### Prompt
Only lines containing the word "unwrap" belong in the answer; copy each one from the records.

### Information provided
►

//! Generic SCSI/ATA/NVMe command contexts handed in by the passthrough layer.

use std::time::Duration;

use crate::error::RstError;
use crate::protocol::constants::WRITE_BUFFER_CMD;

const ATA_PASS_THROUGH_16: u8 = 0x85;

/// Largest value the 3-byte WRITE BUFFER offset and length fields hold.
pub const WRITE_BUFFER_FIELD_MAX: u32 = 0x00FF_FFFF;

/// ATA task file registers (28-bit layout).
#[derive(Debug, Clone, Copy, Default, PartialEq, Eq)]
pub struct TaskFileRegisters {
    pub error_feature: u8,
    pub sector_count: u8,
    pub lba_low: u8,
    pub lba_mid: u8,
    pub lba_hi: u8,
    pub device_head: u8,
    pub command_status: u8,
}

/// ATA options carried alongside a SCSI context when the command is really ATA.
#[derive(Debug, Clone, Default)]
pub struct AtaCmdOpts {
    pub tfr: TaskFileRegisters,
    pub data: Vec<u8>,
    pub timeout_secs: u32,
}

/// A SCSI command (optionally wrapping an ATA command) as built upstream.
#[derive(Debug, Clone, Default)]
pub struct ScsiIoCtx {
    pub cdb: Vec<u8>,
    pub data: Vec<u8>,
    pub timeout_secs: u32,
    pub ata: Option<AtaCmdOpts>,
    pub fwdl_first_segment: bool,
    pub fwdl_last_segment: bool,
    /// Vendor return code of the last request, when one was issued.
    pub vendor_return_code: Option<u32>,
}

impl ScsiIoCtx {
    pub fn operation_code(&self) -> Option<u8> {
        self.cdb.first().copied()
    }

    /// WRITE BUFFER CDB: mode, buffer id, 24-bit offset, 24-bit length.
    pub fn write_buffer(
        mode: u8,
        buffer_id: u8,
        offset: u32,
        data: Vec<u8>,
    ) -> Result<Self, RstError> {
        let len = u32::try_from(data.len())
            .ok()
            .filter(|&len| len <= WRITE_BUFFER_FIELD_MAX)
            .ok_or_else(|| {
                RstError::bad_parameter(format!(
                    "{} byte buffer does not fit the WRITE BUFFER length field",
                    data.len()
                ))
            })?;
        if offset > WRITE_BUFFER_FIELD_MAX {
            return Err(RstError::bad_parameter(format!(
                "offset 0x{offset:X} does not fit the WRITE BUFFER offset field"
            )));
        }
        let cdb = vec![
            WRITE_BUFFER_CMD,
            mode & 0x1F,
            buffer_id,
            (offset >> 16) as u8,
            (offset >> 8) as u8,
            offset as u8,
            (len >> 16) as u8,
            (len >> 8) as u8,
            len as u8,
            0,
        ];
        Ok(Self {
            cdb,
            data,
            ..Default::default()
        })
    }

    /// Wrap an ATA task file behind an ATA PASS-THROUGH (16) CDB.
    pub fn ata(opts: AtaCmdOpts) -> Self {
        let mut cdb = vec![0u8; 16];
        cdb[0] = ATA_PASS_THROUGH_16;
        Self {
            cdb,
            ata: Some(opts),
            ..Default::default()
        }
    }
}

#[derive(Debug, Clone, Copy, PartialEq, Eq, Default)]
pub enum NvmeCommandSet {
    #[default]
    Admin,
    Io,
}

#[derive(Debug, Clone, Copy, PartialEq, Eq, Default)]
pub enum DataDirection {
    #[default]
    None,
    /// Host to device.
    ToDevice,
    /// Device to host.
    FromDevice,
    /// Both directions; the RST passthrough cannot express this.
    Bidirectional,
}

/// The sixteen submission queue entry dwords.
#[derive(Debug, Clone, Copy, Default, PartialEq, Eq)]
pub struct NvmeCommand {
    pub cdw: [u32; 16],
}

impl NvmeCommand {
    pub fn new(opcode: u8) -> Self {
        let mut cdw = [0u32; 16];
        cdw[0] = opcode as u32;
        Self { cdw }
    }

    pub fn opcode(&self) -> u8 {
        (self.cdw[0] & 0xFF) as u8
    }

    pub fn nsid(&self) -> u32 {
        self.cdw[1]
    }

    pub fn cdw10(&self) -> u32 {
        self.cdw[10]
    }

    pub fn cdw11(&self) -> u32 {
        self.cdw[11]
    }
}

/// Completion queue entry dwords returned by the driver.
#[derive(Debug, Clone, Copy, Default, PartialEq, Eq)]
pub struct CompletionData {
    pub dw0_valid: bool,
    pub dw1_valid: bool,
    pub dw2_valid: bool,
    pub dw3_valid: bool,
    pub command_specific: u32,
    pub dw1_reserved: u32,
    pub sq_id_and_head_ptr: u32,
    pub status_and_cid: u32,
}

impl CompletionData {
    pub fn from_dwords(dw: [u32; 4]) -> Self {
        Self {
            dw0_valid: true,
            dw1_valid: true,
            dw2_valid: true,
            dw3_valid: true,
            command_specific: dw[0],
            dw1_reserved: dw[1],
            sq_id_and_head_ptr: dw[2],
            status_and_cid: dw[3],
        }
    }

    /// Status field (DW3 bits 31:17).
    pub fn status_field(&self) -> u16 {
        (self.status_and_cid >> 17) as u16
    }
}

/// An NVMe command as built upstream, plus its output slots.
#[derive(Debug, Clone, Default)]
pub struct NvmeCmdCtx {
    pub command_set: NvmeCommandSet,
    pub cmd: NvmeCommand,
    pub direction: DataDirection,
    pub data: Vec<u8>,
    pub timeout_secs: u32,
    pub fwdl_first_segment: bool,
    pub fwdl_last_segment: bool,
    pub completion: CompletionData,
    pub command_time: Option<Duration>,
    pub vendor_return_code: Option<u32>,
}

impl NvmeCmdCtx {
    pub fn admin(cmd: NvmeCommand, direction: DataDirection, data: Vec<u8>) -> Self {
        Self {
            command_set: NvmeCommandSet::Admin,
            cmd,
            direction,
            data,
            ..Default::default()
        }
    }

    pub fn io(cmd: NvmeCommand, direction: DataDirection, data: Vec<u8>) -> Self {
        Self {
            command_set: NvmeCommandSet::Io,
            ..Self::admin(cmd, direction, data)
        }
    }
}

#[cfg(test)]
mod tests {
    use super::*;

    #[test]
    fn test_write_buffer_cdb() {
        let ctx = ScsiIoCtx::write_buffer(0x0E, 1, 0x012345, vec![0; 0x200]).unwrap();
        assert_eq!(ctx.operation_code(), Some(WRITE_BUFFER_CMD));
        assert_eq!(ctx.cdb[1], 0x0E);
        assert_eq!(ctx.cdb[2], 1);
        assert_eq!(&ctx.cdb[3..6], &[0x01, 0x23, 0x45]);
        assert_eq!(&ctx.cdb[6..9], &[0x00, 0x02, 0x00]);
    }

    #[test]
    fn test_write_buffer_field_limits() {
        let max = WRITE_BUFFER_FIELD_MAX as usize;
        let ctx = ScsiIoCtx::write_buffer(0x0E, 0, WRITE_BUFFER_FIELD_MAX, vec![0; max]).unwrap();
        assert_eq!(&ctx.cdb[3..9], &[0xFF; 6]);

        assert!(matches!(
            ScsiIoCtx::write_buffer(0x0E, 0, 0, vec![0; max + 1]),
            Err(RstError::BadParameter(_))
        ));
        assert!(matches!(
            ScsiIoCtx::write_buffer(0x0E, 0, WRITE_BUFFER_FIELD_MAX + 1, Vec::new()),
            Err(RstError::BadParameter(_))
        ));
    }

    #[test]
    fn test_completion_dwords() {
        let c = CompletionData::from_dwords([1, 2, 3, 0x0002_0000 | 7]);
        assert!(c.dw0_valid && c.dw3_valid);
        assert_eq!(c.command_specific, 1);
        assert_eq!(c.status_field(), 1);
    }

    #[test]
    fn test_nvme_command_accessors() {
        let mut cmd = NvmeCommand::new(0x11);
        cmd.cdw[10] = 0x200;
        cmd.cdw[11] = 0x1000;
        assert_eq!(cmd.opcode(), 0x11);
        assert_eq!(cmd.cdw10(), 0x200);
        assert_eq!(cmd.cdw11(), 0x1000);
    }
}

◄

### Solution to the problem
        let ctx = ScsiIoCtx::write_buffer(0x0E, 1, 0x012345, vec![0; 0x200]).unwrap();
        let ctx = ScsiIoCtx::write_buffer(0x0E, 0, WRITE_BUFFER_FIELD_MAX, vec![0; max]).unwrap();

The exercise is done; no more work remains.